Ernest Rouquaud (1822–1907) was a French trader, settler and colonizer of Argentine Patagonia. In 1871 he obtained the concession of the Argentine Government in to found a colony in Santa Cruz Province.

== Biography ==

He was born in Montgiscard, France, son of Jacques Rouquaud and Julia Keenton, belonging to a family of Anglo-French roots. He had reached the Río de la Plata in 1841, during the government of Juan Manuel de Rosas. In his early years in Argentina, Rouquaud was the owner of an industrial establishment located in the suburbs of Avellaneda (Buenos Aires Province) where processed livestock products.
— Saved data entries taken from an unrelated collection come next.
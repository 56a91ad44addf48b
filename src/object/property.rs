//! Object [property](https://inform-fiction.org/zmachine/standards/z1point1/sect12.html#four) utility functions
use crate::{
    error::*, fatal_error, recoverable_error, text, zmachine::ZMachine,
};

use super::object_address;

/// Gets the property table byte address for an object
///
/// # Arguments
/// * `zmachine` - Reference to the zmachine
/// * `object` - Object number
///
/// # Returns
/// [Result] with the byte address of the property table or a [RuntimeError]
pub(crate) fn property_table_address(
    zmachine: &ZMachine,
    object: usize,
) -> Result<usize, RuntimeError> {
    if object == 0 {
        return recoverable_error!(
            ErrorCode::InvalidObjectTree,
            "Object 0 has no properties"
        );
    }

    let object_address = object_address(zmachine, object)?;
    let offset = if zmachine.version() < 4 { 7 } else { 12 };
    Ok(zmachine.read_word(object_address + offset)? as usize)
}

/// Decodes the size byte(s) of a property entry
///
/// # Returns
/// [Result] with a tuple (property number, header bytes, data size) or a [RuntimeError]
fn entry(zmachine: &ZMachine, property_address: usize) -> Result<(u8, usize, usize), RuntimeError> {
    let size_byte = zmachine.read_byte(property_address)?;
    if zmachine.version() < 4 {
        Ok((size_byte & 0x1F, 1, (size_byte as usize >> 5) + 1))
    } else if size_byte & 0x80 == 0x80 {
        let size = zmachine.read_byte(property_address + 1)? as usize & 0x3F;
        Ok((size_byte & 0x3F, 2, if size == 0 { 64 } else { size }))
    } else if size_byte & 0x40 == 0x40 {
        Ok((size_byte & 0x3F, 1, 2))
    } else {
        Ok((size_byte & 0x3F, 1, 1))
    }
}

/// Address of the first property entry, past the short name
fn first_entry(zmachine: &ZMachine, object: usize) -> Result<usize, RuntimeError> {
    let property_table_address = property_table_address(zmachine, object)?;
    let header_size = zmachine.read_byte(property_table_address)? as usize;
    Ok(property_table_address + 1 + (header_size * 2))
}

/// Gets the byte address for a specific property entry for an object.
///
/// The whole list is scanned up to its terminator, so properties needn't be in descending order.
/// If the property does not exist for the object, 0 is returned.
fn address(zmachine: &ZMachine, object: usize, property: u8) -> Result<usize, RuntimeError> {
    let mut property_address = first_entry(zmachine, object)?;
    while zmachine.read_byte(property_address)? != 0 {
        let (number, header, size) = entry(zmachine, property_address)?;
        if number == property {
            return Ok(property_address);
        }
        property_address = property_address + header + size;
    }

    Ok(0)
}

/// Gets the byte address of an object's property
///
/// If the property does not exist for the object, 0 is returned.
/// # Arguments
/// * `zmachine` - Reference to the zmachine
/// * `object` - Object number
/// * `property` - Property number
///
/// # Returns
/// [Result] with the byte address of the property data, 0, or a [RuntimeError]
pub fn property_data_address(
    zmachine: &ZMachine,
    object: usize,
    property: u8,
) -> Result<usize, RuntimeError> {
    let property_address = address(zmachine, object, property)?;
    if property_address == 0 {
        Ok(0)
    } else {
        let (_, header, _) = entry(zmachine, property_address)?;
        Ok(property_address + header)
    }
}

/// Gets the length of a property's data
///
/// If the `property_data_address` is 0, 0 is returned.  The size byte immediately before the data
/// is either the only size byte or, in V4+, the second of two, which always has its top bit set.
///
/// # Arguments
/// * `zmachine` - Reference to the zmachine
/// * `property_data_address` - Byte address of the property's data
///
/// # Returns
/// [Result] the length of a property's data, 0, or a [RuntimeError]
pub fn property_length(
    zmachine: &ZMachine,
    property_data_address: usize,
) -> Result<usize, RuntimeError> {
    if property_data_address == 0 {
        return Ok(0);
    }

    let size_byte = zmachine.read_byte(property_data_address - 1)?;
    if zmachine.version() < 4 {
        Ok((size_byte as usize >> 5) + 1)
    } else if size_byte & 0x80 == 0x80 {
        let size = size_byte as usize & 0x3F;
        Ok(if size == 0 { 64 } else { size })
    } else if size_byte & 0x40 == 0x40 {
        Ok(2)
    } else {
        Ok(1)
    }
}

/// Decodes the short name of an object
///
/// # Arguments
/// * `zmachine` - Reference to the zmachine
/// * `object` - Object number
///
/// # Returns
/// [Result] with the object name, which may be empty, or a [RuntimeError]
pub fn short_name(zmachine: &ZMachine, object: usize) -> Result<String, RuntimeError> {
    let property_table_address = property_table_address(zmachine, object)?;
    let header_count = zmachine.read_byte(property_table_address)? as usize;
    let mut ztext = Vec::new();
    for i in 0..header_count {
        ztext.push(zmachine.read_word(property_table_address + 1 + (i * 2))?);
    }

    text::from_vec(zmachine, &ztext, false)
}

/// Gets the default value of a property from the table preceding the object entries
fn default_property(zmachine: &ZMachine, property: u8) -> Result<u16, RuntimeError> {
    let max = if zmachine.version() < 4 { 31 } else { 63 };
    if property == 0 || property > max {
        return fatal_error!(
            ErrorCode::InvalidObjectProperty,
            "Property number {} out of range 1-{}",
            property,
            max
        );
    }

    let object_table = zmachine.header().object_table();
    zmachine.read_word(object_table + ((property as usize - 1) * 2))
}

/// Gets the value of a property for an object
///
/// A 1-byte property yields its byte value; longer properties yield their first word. If the property
/// does not exist for the object, the default property word value is returned.
///
/// # Arguments
/// * `zmachine` - Reference to the zmachine
/// * `object` - Object number
/// * `property` - Property number
///
/// # Returns
/// [Result] with the property value or a [RuntimeError]
pub fn property(zmachine: &ZMachine, object: usize, property: u8) -> Result<u16, RuntimeError> {
    let property_address = address(zmachine, object, property)?;
    if property_address == 0 {
        default_property(zmachine, property)
    } else {
        let (_, header, size) = entry(zmachine, property_address)?;
        if size == 1 {
            Ok(zmachine.read_byte(property_address + header)? as u16)
        } else {
            if size > 2 {
                debug!(target: "app::trace", "Read of property {} on object {} with size {}", property, object, size);
            }
            zmachine.read_word(property_address + header)
        }
    }
}

/// Gets the next property set on an object.
///
/// Properties are walked in table order.  If `property` is 0, the first property number on the object is returned.
/// If there is no next property, 0 is returned.
///
/// # Arguments
/// * `zmachine` - Reference to the zmachine
/// * `object` - Object number
/// * `property` - Property number
///
/// # Returns
/// [Result] with the next property number set for the object, 0, or a [RuntimeError]
pub fn next_property(zmachine: &ZMachine, object: usize, property: u8) -> Result<u8, RuntimeError> {
    let next_address = if property == 0 {
        first_entry(zmachine, object)?
    } else {
        let property_address = address(zmachine, object, property)?;
        if property_address == 0 {
            return recoverable_error!(
                ErrorCode::InvalidObjectProperty,
                "Object {} does not have property {}",
                object,
                property
            );
        }
        let (_, header, size) = entry(zmachine, property_address)?;
        property_address + header + size
    };

    if zmachine.read_byte(next_address)? == 0 {
        Ok(0)
    } else {
        let (number, _, _) = entry(zmachine, next_address)?;
        Ok(number)
    }
}

/// Lists the property numbers on an object in table order
///
/// # Arguments
/// * `zmachine` - Reference to the zmachine
/// * `object` - Object number
///
/// # Returns
/// [Result] with the property numbers or a [RuntimeError]
pub fn properties(zmachine: &ZMachine, object: usize) -> Result<Vec<u8>, RuntimeError> {
    let mut result = Vec::new();
    let mut property_address = first_entry(zmachine, object)?;
    while zmachine.read_byte(property_address)? != 0 && result.len() < 64 {
        let (number, header, size) = entry(zmachine, property_address)?;
        result.push(number);
        property_address = property_address + header + size;
    }

    Ok(result)
}

/// Sets the value of a property for an object.
///
/// The property must exist on the object. A 1-byte property takes the low byte of `value`, anything
/// longer has its first word set.
///
/// # Arguments
/// * `zmachine` - Reference to the zmachine
/// * `object` - Object number
/// * `property` - Property number
/// * `value` - Byte or word value to set
///
/// # Returns
/// Empty [Result] or a [RuntimeError]
pub fn set_property(
    zmachine: &mut ZMachine,
    object: usize,
    property: u8,
    value: u16,
) -> Result<(), RuntimeError> {
    let property_address = address(zmachine, object, property)?;
    if property_address == 0 {
        return recoverable_error!(
            ErrorCode::InvalidObjectProperty,
            "Object {} does not have property {}",
            object,
            property
        );
    }

    let (_, header, size) = entry(zmachine, property_address)?;
    debug!(target: "app::state", "Set property {} on object {} to {:04x}", property, object, value);
    if size == 1 {
        zmachine.write_byte(property_address + header, value as u8)
    } else {
        zmachine.write_word(property_address + header, value)
    }
}

#[cfg(test)]
mod tests {
    use crate::{assert_ok, assert_ok_eq, test_util::*};

    use super::*;

    fn objects(version: u8) -> ZMachine {
        let mut map = test_map(version);
        mock_default_properties(&mut map);
        // "mxyzpltk"
        mock_object(&mut map, 1, vec![0x4BBE, 0x7EB1, 0xE605], (0, 0, 0));
        mock_properties(
            &mut map,
            1,
            &[
                (20, &vec![0x12, 0x34, 0x56, 0x78]),
                (15, &vec![0x9A, 0xBC]),
                (4, &vec![0xDE]),
            ],
        );
        mock_object(&mut map, 2, vec![], (0, 0, 0));
        mock_zmachine(map)
    }

    #[test]
    fn test_property_table_address() {
        let zmachine = objects(3);
        assert_ok_eq!(property_table_address(&zmachine, 1), 0x300);
        assert_ok_eq!(property_table_address(&zmachine, 2), 0x314);
        assert!(property_table_address(&zmachine, 0).is_err());
    }

    #[test]
    fn test_short_name() {
        let zmachine = objects(3);
        assert_ok_eq!(short_name(&zmachine, 1), "mxyzpltk");
        assert_ok_eq!(short_name(&zmachine, 2), "");
    }

    #[test]
    fn test_property_v3() {
        let zmachine = objects(3);
        assert_ok_eq!(property(&zmachine, 1, 15), 0x9ABC);
        assert_ok_eq!(property(&zmachine, 1, 4), 0xDE);
        assert_ok_eq!(property(&zmachine, 1, 20), 0x1234);
    }

    #[test]
    fn test_property_v5() {
        let zmachine = objects(5);
        assert_ok_eq!(property(&zmachine, 1, 15), 0x9ABC);
        assert_ok_eq!(property(&zmachine, 1, 4), 0xDE);
        assert_ok_eq!(property(&zmachine, 1, 20), 0x1234);
    }

    #[test]
    fn test_property_default() {
        let zmachine = objects(3);
        // Defaults are ((n - 1) % 16, n - 1)
        assert_ok_eq!(property(&zmachine, 1, 10), 0x0909);
        assert_ok_eq!(property(&zmachine, 1, 18), 0x0111);
        assert_ok_eq!(property(&zmachine, 2, 1), 0x0000);
        assert!(property(&zmachine, 1, 0).is_err());
    }

    #[test]
    fn test_property_data_address_and_length_v3() {
        let zmachine = objects(3);
        // 7 bytes of short name, then 20: 4 bytes
        assert_ok_eq!(property_data_address(&zmachine, 1, 20), 0x308);
        assert_ok_eq!(property_length(&zmachine, 0x308), 4);
        assert_ok_eq!(property_data_address(&zmachine, 1, 15), 0x30D);
        assert_ok_eq!(property_length(&zmachine, 0x30D), 2);
        assert_ok_eq!(property_data_address(&zmachine, 1, 4), 0x310);
        assert_ok_eq!(property_length(&zmachine, 0x310), 1);
        assert_ok_eq!(property_data_address(&zmachine, 1, 5), 0);
        assert_ok_eq!(property_length(&zmachine, 0), 0);
    }

    #[test]
    fn test_property_data_address_and_length_v5() {
        let zmachine = objects(5);
        assert_ok_eq!(property_data_address(&zmachine, 1, 20), 0x309);
        assert_ok_eq!(property_length(&zmachine, 0x309), 4);
        assert_ok_eq!(property_data_address(&zmachine, 1, 15), 0x30E);
        assert_ok_eq!(property_length(&zmachine, 0x30E), 2);
        assert_ok_eq!(property_data_address(&zmachine, 1, 4), 0x311);
        assert_ok_eq!(property_length(&zmachine, 0x311), 1);
    }

    #[test]
    fn test_property_length_64() {
        let mut map = test_map(5);
        map[0x301] = 0x80 | 0x07;
        map[0x302] = 0x80;
        let zmachine = mock_zmachine(map);
        assert_ok_eq!(property_length(&zmachine, 0x303), 64);
    }

    #[test]
    fn test_next_property() {
        let zmachine = objects(3);
        assert_ok_eq!(next_property(&zmachine, 1, 0), 20);
        assert_ok_eq!(next_property(&zmachine, 1, 20), 15);
        assert_ok_eq!(next_property(&zmachine, 1, 15), 4);
        assert_ok_eq!(next_property(&zmachine, 1, 4), 0);
        assert_ok_eq!(next_property(&zmachine, 2, 0), 0);
        assert!(next_property(&zmachine, 1, 7).is_err());
        assert_ok_eq!(properties(&zmachine, 1), vec![20, 15, 4]);
    }

    #[test]
    fn test_property_ascending_order() {
        for version in [3, 5] {
            let mut map = test_map(version);
            mock_default_properties(&mut map);
            mock_object(&mut map, 1, vec![], (0, 0, 0));
            mock_properties(&mut map, 1, &[(5, &vec![0x11]), (10, &vec![0x22])]);
            let mut zmachine = mock_zmachine(map);
            assert_ok_eq!(property(&zmachine, 1, 5), 0x11);
            assert_ok_eq!(property(&zmachine, 1, 10), 0x22);
            assert!(assert_ok!(property_data_address(&zmachine, 1, 10)) > 0);
            assert_ok_eq!(next_property(&zmachine, 1, 5), 10);
            assert_ok_eq!(next_property(&zmachine, 1, 10), 0);
            assert_ok!(set_property(&mut zmachine, 1, 10, 0x33));
            assert_ok_eq!(property(&zmachine, 1, 10), 0x33);
            // Missing properties still fall back to the default
            assert_ok_eq!(property(&zmachine, 1, 7), 0x0606);
        }
    }

    #[test]
    fn test_set_property() {
        let mut zmachine = objects(5);
        assert_ok!(set_property(&mut zmachine, 1, 15, 0x1122));
        assert_ok_eq!(property(&zmachine, 1, 15), 0x1122);
        assert_ok!(set_property(&mut zmachine, 1, 4, 0x1234));
        assert_ok_eq!(property(&zmachine, 1, 4), 0x34);
        assert_ok!(set_property(&mut zmachine, 1, 20, 0xFFFF));
        assert_ok_eq!(property(&zmachine, 1, 20), 0xFFFF);
        assert_ok_eq!(zmachine.read_byte(0x30B), 0x56);
        let e = set_property(&mut zmachine, 1, 9, 1).unwrap_err();
        assert!(e.is_recoverable());
        assert_eq!(e.code(), ErrorCode::InvalidObjectProperty);
    }
}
Rouquaud was linked with Luis Piedrabuena, a pioneer in the exploration of southern Argentina. In 1872, the President Domingo Faustino Sarmiento granted to Ernest Rouquaud, a concession in Santa Cruz Province. He aspired to colonize and exploit marine resources of the South Argentine. On January 22, 1872, sailed from Buenos Aires the boat "Roebuck", of nine hundred tons, toward the Patagonia.

Installed in the Patagonian territory the Rouquaud family, had planned to install a fishery industry, plus two establishments for the manufacture of oil. In 1872 the Argentine Congress granted him a concession of fifty leagues in located on both banks of the Santa Cruz River.

Ernest Rouquaud had commercial relations with the inhabitants of the Falkland Islands (Islas Malvinas). In 1873 he arrived at the islands aboard the English schooner, the Tucutayú, with the intention of buying cattle to the Kelpers.
Through his brother, Pablo Germán Rouquaud, his last name is linked to Luis Vernet and Greenleaf Cilley, governor and military commander of the Malvinas prior to the British dominance.

Rouqaud's enterprise in Patagonia didn't end up well: Facing constant pressures from the Chilean Government, which at the time, did not recognise Argentinian sovereignty south of Santa Cruz River-family tragedies and lack of success in his business, he was forced to abandon his colony in 1874.

== Family ==

Ernest Rouquaud was married on August 2, 1843, in Buenos Aires Cathedral to María Luisa Périchon, daughter of Luis Périchon and Catalina Castex, belonging to a French family from Paris. He and his wife were the parents of numerous children, including Eloisa Rouquaud Périchon (1843), wife of Alfonso Lennuyeux, Julia Rouquaud Périchon, mother of Augusto Mallié Rouquaud, Ernesto Rouquaud Périchon (1854-1874), Pablo Rouquaud Périchon, Elisa Rouquaud Périchon, Alfonso Rouquaud Périchon, Emilio Rouquaud Périchon, Augusto Rouquaud Périchon (1863-1928), Julio Rouquaud Périchon, Maria Luisa Rouquaud Périchon and Matilde Luisa Rouquaud Périchon, married to Juan Broussain Garat, son Pedro Broussain and Gracianne Garat, natives of France.

His son, Pablo Rouquaud, died drowned in Santa Cruz River. His wife, María Luisa Perichon, died in 1872 in Corpen Aike at the age of 47.